Rugby League 26 customers have taken to social media over the last week, venting their frustrations about the state of the product.

If someone is charging $100 for a video game in 2025 they need to deliver a quality product.

Rugby League 26 has not met the markets expectation for a $100 game.

Its not a friend. Its not a pal. Its a company that took your $100 knowing what it was selling you.

No excuses…

— League Freak (@LeagueFreak) July 19, 2025

8 years of waiting for Rugby League 26 and we get a lazy reskin of Live 4 with worse frame rate, stripped career mode, no player stats, no NSW Cup, and forced online play? This is an embarrassment. The NRL needs to give the license to someone else. #RugbyLeague26 #NRL

— user (@AustraliaSniper) July 17, 2025

“Sometimes you pay for what you get,” said Chammas.

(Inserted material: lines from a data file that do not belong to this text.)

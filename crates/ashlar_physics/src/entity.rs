// SPDX-License-Identifier: MIT OR Apache-2.0
//! Simple AI-driven entities.
//!
//! An [`Entity`] is a point mass with health that drags an optional visual
//! shape around by handle. Friendly and enemy behaviour is a closed
//! [`Behavior`] enum matched in [`Entity::update`], not a trait object.

use crate::arena::{ShapeArena, ShapeHandle};
use glam::Vec3;
use rand::Rng;

/// Velocity multiplier applied every update
const FRICTION: f32 = 0.9;
/// Velocities shorter than this snap to zero
const REST_SPEED: f32 = 0.01;
/// An enemy slower than this picks a new patrol direction
const PATROL_IDLE_SPEED: f32 = 0.1;

/// Friendly wander state
#[derive(Debug, Clone, PartialEq)]
pub struct Wander {
    /// Current flat heading
    pub direction: Vec3,
    /// Seconds since the heading was chosen
    pub timer: f32,
    /// Seconds until the next re-roll
    pub interval: f32,
}

impl Wander {
    /// Wander re-roll interval bounds in seconds
    pub const INTERVAL: (f32, f32) = (2.0, 5.0);

    fn new(rng: &mut impl Rng) -> Self {
        Self {
            direction: random_flat_direction(rng),
            timer: 0.0,
            interval: rng.gen_range(Self::INTERVAL.0..=Self::INTERVAL.1),
        }
    }

    fn reroll(&mut self, rng: &mut impl Rng) {
        self.direction = random_flat_direction(rng);
        self.interval = rng.gen_range(Self::INTERVAL.0..=Self::INTERVAL.1);
        self.timer = 0.0;
    }
}

/// Enemy pursuit state
#[derive(Debug, Clone, PartialEq)]
pub struct Pursuit {
    /// Last known target position
    pub target: Vec3,
    /// Chasing `target` instead of patrolling
    pub hostile: bool,
    /// Stop chasing inside this distance
    pub attack_range: f32,
}

/// Behaviour tag
#[derive(Debug, Clone, PartialEq)]
pub enum Behavior {
    /// Wanders in random flat directions
    Friendly(Wander),
    /// Patrols until it has a target, then chases it
    Enemy(Pursuit),
}

impl Behavior {
    /// Visual tint after death
    pub fn death_color(&self) -> Vec3 {
        match self {
            Behavior::Friendly(_) => Vec3::splat(0.3),
            Behavior::Enemy(_) => Vec3::new(0.5, 0.1, 0.1),
        }
    }

    /// Short name for logs
    pub fn name(&self) -> &'static str {
        match self {
            Behavior::Friendly(_) => "friendly",
            Behavior::Enemy(_) => "enemy",
        }
    }
}

/// A moving, damageable scene actor
#[derive(Debug, Clone)]
pub struct Entity {
    /// Current health, never below zero
    pub health: f32,
    /// Health at spawn
    pub max_health: f32,
    /// Velocity added per `move_toward` call
    pub move_speed: f32,
    /// World position
    pub position: Vec3,
    /// Units per second, decays by friction
    pub velocity: Vec3,
    /// Last non-zero movement direction
    pub direction: Vec3,
    /// Shape kept in sync with `position`
    pub visual: Option<ShapeHandle>,
    /// AI behaviour
    pub behavior: Behavior,
    alive: bool,
}

impl Entity {
    fn with_behavior(position: Vec3, health: f32, move_speed: f32, behavior: Behavior) -> Self {
        tracing::info!("Spawned {} entity at {:?}", behavior.name(), position);
        Self {
            health,
            max_health: health,
            move_speed,
            position,
            velocity: Vec3::ZERO,
            direction: Vec3::Z,
            visual: None,
            behavior,
            alive: true,
        }
    }

    /// Friendly wanderer: 50 health, speed 1.5
    pub fn friendly(position: Vec3, rng: &mut impl Rng) -> Self {
        Self::with_behavior(position, 50.0, 1.5, Behavior::Friendly(Wander::new(rng)))
    }

    /// Enemy: 75 health, speed 2, attack range 1.5
    pub fn enemy(position: Vec3) -> Self {
        Self::with_behavior(
            position,
            75.0,
            2.0,
            Behavior::Enemy(Pursuit {
                target: position,
                hostile: false,
                attack_range: 1.5,
            }),
        )
    }

    /// Builder: attach a visual shape
    pub fn with_visual(mut self, visual: ShapeHandle) -> Self {
        self.visual = Some(visual);
        self
    }

    /// False once health reached zero or `die` was called
    pub fn is_alive(&self) -> bool {
        self.alive
    }

    /// Health as a fraction of max health
    pub fn health_fraction(&self) -> f32 {
        if self.max_health > 0.0 {
            self.health / self.max_health
        } else {
            0.0
        }
    }

    /// Point an enemy at a position and make it hostile. Ignored by friendlies.
    pub fn set_target(&mut self, target: Vec3) {
        if let Behavior::Enemy(pursuit) = &mut self.behavior {
            pursuit.target = target;
            pursuit.hostile = true;
        }
    }

    /// Add `move_speed` worth of velocity along a direction
    pub fn move_toward(&mut self, direction: Vec3) {
        if !self.alive {
            return;
        }

        let direction = if direction.length_squared() > 0.0 {
            let normalized = direction.normalize();
            self.direction = normalized;
            normalized
        } else {
            direction
        };

        self.velocity += direction * self.move_speed;
    }

    /// Integrate, sync the visual shape, then run the behaviour
    pub fn update(&mut self, dt: f32, shapes: &mut ShapeArena, rng: &mut impl Rng) {
        if !self.alive {
            return;
        }

        self.position += self.velocity * dt;
        if let Some(shape) = self.visual.and_then(|handle| shapes.get_mut(handle)) {
            shape.position = self.position;
        }

        self.velocity *= FRICTION;
        if self.velocity.length() < REST_SPEED {
            self.velocity = Vec3::ZERO;
        }

        let steer = match &mut self.behavior {
            Behavior::Friendly(wander) => {
                wander.timer += dt;
                if wander.timer >= wander.interval {
                    wander.reroll(rng);
                }
                Some(wander.direction)
            }
            Behavior::Enemy(pursuit) if pursuit.hostile => {
                let mut to_target = pursuit.target - self.position;
                to_target.y = 0.0;

                if to_target.length() > pursuit.attack_range {
                    Some(to_target)
                } else {
                    self.velocity = Vec3::ZERO;
                    None
                }
            }
            Behavior::Enemy(_) => {
                (self.velocity.length() < PATROL_IDLE_SPEED).then(|| random_flat_direction(rng))
            }
        };

        if let Some(direction) = steer {
            self.move_toward(direction);
        }
    }

    /// Subtract health; enemies turn hostile, zero health kills
    pub fn take_damage(&mut self, amount: f32, shapes: &mut ShapeArena) {
        if !self.alive {
            return;
        }

        self.health = (self.health - amount).max(0.0);
        tracing::debug!(
            "{} entity took {} damage, health {}/{}",
            self.behavior.name(),
            amount,
            self.health,
            self.max_health
        );

        if let Behavior::Enemy(pursuit) = &mut self.behavior {
            pursuit.hostile = true;
        }

        if self.health <= 0.0 {
            self.die(shapes);
        }
    }

    /// Kill the entity: stop it and tint its visual. Runs once.
    pub fn die(&mut self, shapes: &mut ShapeArena) {
        if !self.alive {
            return;
        }

        self.alive = false;
        self.velocity = Vec3::ZERO;

        if let Some(shape) = self.visual.and_then(|handle| shapes.get_mut(handle)) {
            shape.color = self.behavior.death_color();
        }

        tracing::info!("{} entity died", self.behavior.name());
    }
}

fn random_flat_direction(rng: &mut impl Rng) -> Vec3 {
    let direction = Vec3::new(rng.gen_range(-1.0..=1.0), 0.0, rng.gen_range(-1.0..=1.0));
    if direction.length_squared() > 0.0 {
        direction.normalize()
    } else {
        Vec3::X
    }
}

#[cfg(test)]
mod tests {
    use super::*;
    use crate::shape::RigidShape;
    use rand::rngs::StdRng;
    use rand::SeedableRng;

    fn rng() -> StdRng {
        StdRng::seed_from_u64(7)
    }

    #[test]
    fn test_friendly_wanders_on_the_ground_plane() {
        let mut rng = rng();
        let mut shapes = ShapeArena::new();
        let visual = shapes.insert(RigidShape::cube().with_collision(false));
        let mut friendly = Entity::friendly(Vec3::ZERO, &mut rng).with_visual(visual);

        for _ in 0..120 {
            friendly.update(1.0 / 60.0, &mut shapes, &mut rng);
        }

        assert!(friendly.position.length() > 0.0);
        assert_eq!(friendly.position.y, 0.0);
        assert_eq!(shapes.get(visual).map(|s| s.position), Some(friendly.position));
        assert!((friendly.direction.length() - 1.0).abs() < 1e-5);
    }

    #[test]
    fn test_wander_interval_in_range() {
        let mut rng = rng();
        for _ in 0..50 {
            let Behavior::Friendly(wander) = Entity::friendly(Vec3::ZERO, &mut rng).behavior else {
                panic!("expected friendly behaviour");
            };
            assert!((2.0..=5.0).contains(&wander.interval));
        }
    }

    #[test]
    fn test_enemy_chases_and_stops_in_range() {
        let mut rng = rng();
        let mut shapes = ShapeArena::new();
        let mut enemy = Entity::enemy(Vec3::ZERO);
        let target = Vec3::new(10.0, 0.0, 0.0);

        enemy.set_target(target);
        enemy.update(1.0 / 60.0, &mut shapes, &mut rng);
        assert!(enemy.velocity.x > 0.0);
        assert_eq!(enemy.velocity.z, 0.0);

        enemy.position = Vec3::new(9.0, 0.0, 0.0);
        enemy.update(1.0 / 60.0, &mut shapes, &mut rng);
        assert_eq!(enemy.velocity, Vec3::ZERO);
    }

    #[test]
    fn test_idle_enemy_patrols() {
        let mut rng = rng();
        let mut shapes = ShapeArena::new();
        let mut enemy = Entity::enemy(Vec3::ZERO);

        enemy.update(1.0 / 60.0, &mut shapes, &mut rng);
        assert!((enemy.velocity.length() - 2.0).abs() < 1e-4);
        assert_eq!(enemy.velocity.y, 0.0);
    }

    #[test]
    fn test_damage_makes_enemy_hostile_and_kills_once() {
        let mut shapes = ShapeArena::new();
        let visual = shapes.insert(RigidShape::cube());
        let mut enemy = Entity::enemy(Vec3::ZERO).with_visual(visual);

        enemy.take_damage(25.0, &mut shapes);
        assert_eq!(enemy.health, 50.0);
        assert!(matches!(
            enemy.behavior,
            Behavior::Enemy(Pursuit { hostile: true, .. })
        ));

        enemy.take_damage(500.0, &mut shapes);
        assert_eq!(enemy.health, 0.0);
        assert!(!enemy.is_alive());
        assert_eq!(
            shapes.get(visual).map(|s| s.color),
            Some(Vec3::new(0.5, 0.1, 0.1))
        );

        // Dead entities ignore everything
        enemy.take_damage(10.0, &mut shapes);
        enemy.move_toward(Vec3::X);
        assert_eq!(enemy.health, 0.0);
        assert_eq!(enemy.velocity, Vec3::ZERO);
    }

    #[test]
    fn test_enemy_in_attack_range_stops() {
        let mut rng = rng();
        let mut shapes = ShapeArena::new();
        let mut enemy = Entity::enemy(Vec3::ZERO);
        enemy.set_target(Vec3::ZERO);
        enemy.velocity = Vec3::new(1.0, 0.0, 0.0);

        // Inside attack range the enemy stops dead
        enemy.update(1.0 / 60.0, &mut shapes, &mut rng);
        assert_eq!(enemy.velocity, Vec3::ZERO);
    }
}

Several players have also reportedly raised concerns to the RLPA about likeness and the intellectual property of using their characters in the game.

“There has been an issue raised to the NRL from the RLPA around players complaining about how they look, especially female players who are offended by the way they’ve been portrayed,” said Chammas.

“I think they’ve asked the NRL to look into Big Ant to try and get those players re-scanned and added to the game.”

Rugby League 26 was eight-years in the making and with the fan backlash that has ensued in recent days, the NRL may be in the market for a new developer for the next instalment of the series.